Publié le 15 octobre 2024

C’était pendant le confinement, à Agen, dans le Lot-et-Garonne. Nicolas n’a pas encore atteint la quarantaine mais s’interroge déjà, derrière son collier de barbe soigneusement taillé. Plus que ça, même, le sentiment d’injustice le submerge : « J’ai dégoupillé quand j’ai vu comment les gosses de maternelle, de primaire, étaient traités pendant cette pandémie – et leurs parents aussi. » D’autant qu’au boulot, c’est pas la joie non plus. « J’étais dans mon tunnel de salarié exploité… Mon employeur de l’époque était intransigeant, il nous fliquait, et moi en tant que délégué du personnel sans syndicat, on m’avait écrabouillé ! J’étais essoré. Pourtant, je ne me plains pas, je suis ingénieur, je gagnais ma vie correctement, mais je me disais « Comment font les autres ? ». »

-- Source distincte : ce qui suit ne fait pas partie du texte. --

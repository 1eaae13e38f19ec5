//! UI strings in Korean, English, Japanese and Chinese.
//!
//! Tables are JSON files embedded at compile time and parsed once. Lookups
//! fall back from the requested language to English, then to the key.

use std::collections::HashMap;
use std::fmt;
use std::str::FromStr;
use std::sync::OnceLock;

use serde::{Deserialize, Serialize};

use crate::error::{Error, Result};

#[derive(Debug, Clone, Copy, Default, PartialEq, Eq, Hash, Serialize, Deserialize)]
#[serde(rename_all = "lowercase")]
pub enum Lang {
    #[default]
    Ko,
    En,
    Ja,
    Zh,
}

impl Lang {
    pub const ALL: [Lang; 4] = [Lang::Ko, Lang::En, Lang::Ja, Lang::Zh];

    pub fn code(self) -> &'static str {
        match self {
            Lang::Ko => "ko",
            Lang::En => "en",
            Lang::Ja => "ja",
            Lang::Zh => "zh",
        }
    }

    /// Language of a POSIX locale name such as `ja_JP.UTF-8` or `en-US`.
    /// `C`, `POSIX` and unsupported languages give `None`.
    pub fn from_locale(locale: &str) -> Option<Lang> {
        let code = locale.split(['_', '-', '.', '@']).next()?;
        code.parse().ok()
    }

    /// Name of the language in itself, for a language switcher.
    pub fn label(self) -> &'static str {
        match self {
            Lang::Ko => "한국어",
            Lang::En => "English",
            Lang::Ja => "日本語",
            Lang::Zh => "中文",
        }
    }
}

impl fmt::Display for Lang {
    fn fmt(&self, f: &mut fmt::Formatter<'_>) -> fmt::Result {
        f.write_str(self.code())
    }
}

impl FromStr for Lang {
    type Err = Error;

    fn from_str(s: &str) -> Result<Self> {
        match s.trim().to_ascii_lowercase().as_str() {
            "ko" => Ok(Lang::Ko),
            "en" => Ok(Lang::En),
            "ja" => Ok(Lang::Ja),
            "zh" => Ok(Lang::Zh),
            other => Err(Error::Config(format!("unsupported language '{other}'"))),
        }
    }
}

type Table = HashMap<String, String>;

/// String tables for every language.
#[derive(Debug, Default)]
pub struct Catalog {
    tables: HashMap<Lang, Table>,
}

impl Catalog {
    pub fn from_json(sources: &[(Lang, &str)]) -> Result<Self> {
        let mut tables = HashMap::new();
        for (lang, json) in sources {
            tables.insert(*lang, serde_json::from_str::<Table>(json)?);
        }
        Ok(Self { tables })
    }

    fn lookup(&self, lang: Lang, key: &str) -> Option<&str> {
        self.tables
            .get(&lang)
            .and_then(|t| t.get(key))
            .map(String::as_str)
            .filter(|s| !s.is_empty())
    }

    pub fn t<'a>(&'a self, lang: Lang, key: &'a str) -> &'a str {
        self.lookup(lang, key)
            .or_else(|| self.lookup(Lang::En, key))
            .unwrap_or(key)
    }
}

fn builtin() -> &'static Catalog {
    static CATALOG: OnceLock<Catalog> = OnceLock::new();
    CATALOG.get_or_init(|| {
        Catalog::from_json(&[
            (Lang::Ko, include_str!("../locales/ko.json")),
            (Lang::En, include_str!("../locales/en.json")),
            (Lang::Ja, include_str!("../locales/ja.json")),
            (Lang::Zh, include_str!("../locales/zh.json")),
        ])
        .unwrap_or_else(|e| {
            log::error!("Embedded locale tables are invalid: {e}");
            Catalog::default()
        })
    })
}

/// Locale of the process: `LC_ALL`, then `LC_MESSAGES`, then `LANG`. The
/// first one set to a non-empty value wins.
pub fn process_locale() -> Option<String> {
    ["LC_ALL", "LC_MESSAGES", "LANG"]
        .into_iter()
        .filter_map(|var| std::env::var(var).ok())
        .find(|value| !value.is_empty())
}

/// Translate `key` with the built-in tables.
pub fn t<'a>(lang: Lang, key: &'a str) -> &'a str {
    builtin().t(lang, key)
}

#[cfg(test)]
mod tests {
    use super::*;

    #[test]
    fn builtin_tables() {
        assert_eq!(t(Lang::En, "save"), "Save");
        assert_eq!(t(Lang::Ko, "save"), "저장");
        assert_eq!(t(Lang::default(), "pdf_download"), "PDF 다운로드");
    }

    #[test]
    fn every_language_has_every_english_key() {
        let catalog = builtin();
        for key in catalog.tables[&Lang::En].keys() {
            for lang in Lang::ALL {
                assert!(catalog.lookup(lang, key).is_some(), "{lang} lacks {key}");
            }
        }
    }

    #[test]
    fn falls_back_to_english_then_key() {
        let catalog = Catalog::from_json(&[
            (Lang::En, r#"{"save": "Save", "cancel": "Cancel"}"#),
            (Lang::Ja, r#"{"save": "保存", "cancel": ""}"#),
        ])
        .unwrap();
        assert_eq!(catalog.t(Lang::Ja, "save"), "保存");
        assert_eq!(catalog.t(Lang::Ja, "cancel"), "Cancel");
        assert_eq!(catalog.t(Lang::Zh, "save"), "Save");
        assert_eq!(catalog.t(Lang::Ja, "missing_key"), "missing_key");
    }

    #[test]
    fn unknown_key_returns_key() {
        assert_eq!(t(Lang::Zh, "no_such_key"), "no_such_key");
    }

    #[test]
    fn locale_names_map_to_languages() {
        assert_eq!(Lang::from_locale("ja_JP.UTF-8"), Some(Lang::Ja));
        assert_eq!(Lang::from_locale("zh_CN"), Some(Lang::Zh));
        assert_eq!(Lang::from_locale("en-US"), Some(Lang::En));
        assert_eq!(Lang::from_locale("ko"), Some(Lang::Ko));
        assert_eq!(Lang::from_locale("de_DE@euro"), None);
        assert_eq!(Lang::from_locale("C"), None);
        assert_eq!(Lang::from_locale(""), None);
    }

    #[test]
    fn parse_codes() {
        assert_eq!("JA".parse::<Lang>().unwrap(), Lang::Ja);
        assert!("fr".parse::<Lang>().is_err());
        assert_eq!(serde_json::to_string(&Lang::Zh).unwrap(), r#""zh""#);
    }
}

Alors, Nicolas se souvient qu’il lit Fakir depuis 2017. « Je m’étais même mis à le distribuer autour de moi au moment des Gilets jaunes, je donnais un petit coup de main. Je n’étais pas dans les milieux militants. » Justement, ça allait changer. « Petit à petit, j’ai commencé à me construire des réseaux de solidarité, avec les parents d’élèves, les syndicats… Les gens ne voulaient pas de journaux ou de discours trop politiques, mais Fakir, ça permettait de débattre avec plein de monde. Ça apporte des choses qu’on ne voit pas ailleurs en termes d’analyses, et de rendre visibles les invisibles. Le dossier sur « Les vrais chiffres du chômage », par exemple, c’était parfait, pour convaincre.
— Et vous avez mené des batailles, localement ?
— Ouais ! On a même réussi à obtenir de l’agglo une réduction des tarifs du bus scolaire, par exemple.
— J’espère que ça te prend pas trop de temps pour être exploité par
Fakir…
— Non, t’inquiète : je fais les distributions, les ventes pendant les manifs, les retraites par exemple, les bouquins aussi. Le Tchio Front populaire, tout est parti en 24 h, c’était top. »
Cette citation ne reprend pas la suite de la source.